Climate change may be the subject of debate in some places but in South Florida it’s become a costly reality.

In Miami Beach, where prolonged flooding in low-lying neighborhoods has become the norm after heavy storms, city leaders are weighing a $206 million overhaul of an antiquated drainage system increasingly compromised by rising sea level.

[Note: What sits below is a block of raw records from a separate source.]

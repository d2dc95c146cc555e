//! # Checkpoint Service
//!
//! `create` -> `validate` -> `restore`, plus `open_read_only` for serving an
//! archive directly without restoring it.

use crate::domain::archive;
use crate::domain::config::CheckpointConfig;
use crate::domain::errors::CheckpointError;
use crate::domain::manifest::{CheckpointManifest, MANIFEST_FILE_NAME};
use shared_types::ScriptHash;
use std::fs::{self, OpenOptions};
use std::io;
use std::path::{Path, PathBuf};
use tempfile::{Builder, TempDir};
use tracing::{info, warn};
use xc_01_kv_store::{CheckpointStore, Family, SnapshotView, Store, StoreError, StoreKind};

/// A checkpoint whose manifest matched the expected network.
#[derive(Debug, Clone)]
pub struct ValidatedCheckpoint {
    path: PathBuf,
    manifest: CheckpointManifest,
}

impl ValidatedCheckpoint {
    pub fn path(&self) -> &Path {
        &self.path
    }

    pub fn manifest(&self) -> &CheckpointManifest {
        &self.manifest
    }
}

/// Read-only store over an extracted archive; the extraction directory is
/// deleted when this is dropped.
pub struct ExtractedCheckpoint {
    store: CheckpointStore,
    manifest: CheckpointManifest,
    _extracted: TempDir,
}

impl ExtractedCheckpoint {
    pub fn store(&self) -> &CheckpointStore {
        &self.store
    }

    pub fn manifest(&self) -> &CheckpointManifest {
        &self.manifest
    }
}

impl Store for ExtractedCheckpoint {
    fn kind(&self) -> StoreKind {
        self.store.kind()
    }

    fn path(&self) -> &Path {
        self.store.path()
    }

    fn get(&self, family: Family, key: &[u8]) -> Result<Option<Vec<u8>>, StoreError> {
        self.store.get(family, key)
    }

    fn snapshot(&self) -> Box<dyn SnapshotView + '_> {
        self.store.snapshot()
    }

    fn put_general(&self, key: &[u8], value: &[u8]) -> Result<(), StoreError> {
        self.store.put_general(key, value)
    }

    fn put_general_sync(&self, key: &[u8], value: &[u8]) -> Result<(), StoreError> {
        self.store.put_general_sync(key, value)
    }
}

#[derive(Debug, Clone, Default)]
pub struct CheckpointManager {
    config: CheckpointConfig,
}

impl CheckpointManager {
    pub fn new(config: CheckpointConfig) -> Self {
        Self { config }
    }

    /// Archive `store` into `destination`, recording `magic` and `account`.
    pub fn create(
        &self,
        store: &dyn Store,
        destination: &Path,
        magic: u32,
        account: &ScriptHash,
    ) -> Result<PathBuf, CheckpointError> {
        if destination.exists() {
            return Err(CheckpointError::CheckpointExists(destination.to_path_buf()));
        }

        fs::create_dir_all(&self.config.scratch_root)?;
        let scratch = Builder::new()
            .prefix("express-checkpoint")
            .tempdir_in(&self.config.scratch_root)?;
        // RocksDB checkpoints into a directory that does not exist yet.
        let data = scratch.path().join("data");
        store.checkpoint(&data)?;
        CheckpointManifest::new(magic, *account).write_to(&data)?;

        let out = OpenOptions::new()
            .write(true)
            .create_new(true)
            .open(destination)
            .map_err(|e| match e.kind() {
                io::ErrorKind::AlreadyExists => {
                    CheckpointError::CheckpointExists(destination.to_path_buf())
                }
                _ => CheckpointError::Io(e),
            })?;

        if let Err(e) = archive::pack(&data, out, self.config.compression_level) {
            if let Err(cleanup) = fs::remove_file(destination) {
                warn!(error = %cleanup, "[xc-02] Failed to remove partial archive");
            }
            return Err(CheckpointError::Archive(e.to_string()));
        }
        if let Err(e) = scratch.close() {
            warn!(error = %e, "[xc-02] Failed to remove scratch directory");
        }

        info!(
            destination = %destination.display(),
            magic,
            account = %account.to_address(),
            "[xc-02] Created checkpoint"
        );
        Ok(destination.to_path_buf())
    }

    /// Check the manifest of an archive or extracted directory.
    pub fn validate(
        &self,
        path: &Path,
        magic: u32,
        account: &ScriptHash,
    ) -> Result<ValidatedCheckpoint, CheckpointError> {
        let manifest = if path.is_dir() {
            CheckpointManifest::read_from(path)?
        } else if path.is_file() {
            let text = archive::read_entry(path, MANIFEST_FILE_NAME)
                .map_err(|e| CheckpointError::InvalidCheckpoint(format!("unreadable archive: {}", e)))?
                .ok_or_else(|| {
                    CheckpointError::InvalidCheckpoint(format!(
                        "{} has no {} entry",
                        path.display(),
                        MANIFEST_FILE_NAME
                    ))
                })?;
            CheckpointManifest::parse(&text)?
        } else {
            return Err(CheckpointError::InvalidCheckpoint(format!(
                "{} does not exist",
                path.display()
            )));
        };

        manifest.check(magic, account)?;
        info!(path = %path.display(), magic, "[xc-02] Checkpoint validated");
        Ok(ValidatedCheckpoint {
            path: path.to_path_buf(),
            manifest,
        })
    }

    /// Move the checkpoint's data into `target`. An existing target is only
    /// replaced with `force`; on any failure it is left as it was.
    pub fn restore(
        &self,
        checkpoint: &ValidatedCheckpoint,
        target: &Path,
        force: bool,
    ) -> Result<(), CheckpointError> {
        if target.exists() && !force {
            return Err(CheckpointError::TargetExists(target.to_path_buf()));
        }

        let parent = target
            .parent()
            .filter(|p| !p.as_os_str().is_empty())
            .unwrap_or_else(|| Path::new("."));
        fs::create_dir_all(parent)?;

        let staging = Builder::new().prefix(".express-restore").tempdir_in(parent)?;
        if checkpoint.path.is_dir() {
            archive::copy_dir(&checkpoint.path, staging.path())?;
        } else {
            archive::unpack(&checkpoint.path, staging.path())
                .map_err(|e| CheckpointError::Archive(e.to_string()))?;
        }
        CheckpointManifest::read_from(staging.path())?
            .check(checkpoint.manifest.magic, &checkpoint.manifest.account)?;

        // Previous target moves aside and is deleted only after the swap.
        let displaced = Builder::new().prefix(".express-displaced").tempdir_in(parent)?;
        let previous = displaced.path().join("previous");
        let had_target = target.exists();
        if had_target {
            fs::rename(target, &previous)?;
        }
        if let Err(e) = fs::rename(staging.path(), target) {
            if had_target {
                fs::rename(&previous, target)?;
            }
            return Err(e.into());
        }
        // Staging now lives at `target`.
        let _ = staging.keep();
        if let Err(e) = displaced.close() {
            warn!(error = %e, "[xc-02] Failed to remove displaced chain directory");
        }

        info!(
            checkpoint = %checkpoint.path.display(),
            target = %target.display(),
            "[xc-02] Checkpoint restored"
        );
        Ok(())
    }

    /// Extract, validate and open an archive as a read-only store.
    pub fn open_read_only(
        &self,
        path: &Path,
        magic: u32,
        account: &ScriptHash,
    ) -> Result<ExtractedCheckpoint, CheckpointError> {
        let validated = self.validate(path, magic, account)?;
        fs::create_dir_all(&self.config.scratch_root)?;
        let extracted = Builder::new()
            .prefix("express-run")
            .tempdir_in(&self.config.scratch_root)?;
        if path.is_dir() {
            archive::copy_dir(path, extracted.path())?;
        } else {
            archive::unpack(path, extracted.path())
                .map_err(|e| CheckpointError::Archive(e.to_string()))?;
        }
        let store = CheckpointStore::open(extracted.path())?;
        Ok(ExtractedCheckpoint {
            store,
            manifest: validated.manifest,
            _extracted: extracted,
        })
    }
}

The plan calls for more pumps, wells to store storm runoff, higher sea walls and “back-flow’’ preventers for drain pipes flowing into Biscayne Bay. Those devices are intended to stop the system from producing the reverse effect it often does now. During seasonal high tides, the salty bay regularly puddles up from sewer grates in dozens of spots, such as near the local westside bar Purdy Lounge. Extreme high tides — like one in October 2010 — can push in enough sea water to make streets impassable, including blocks of the prime artery of Alton Road.

“It’s the first time, as far as I know, that any community in South Florida and actually in the entire state of Florida is taking into account sea level rise as they plan their storm water infrastructure,” said Fred Beckmann, the city’s public works director, during a public hearing on the plan earlier this month.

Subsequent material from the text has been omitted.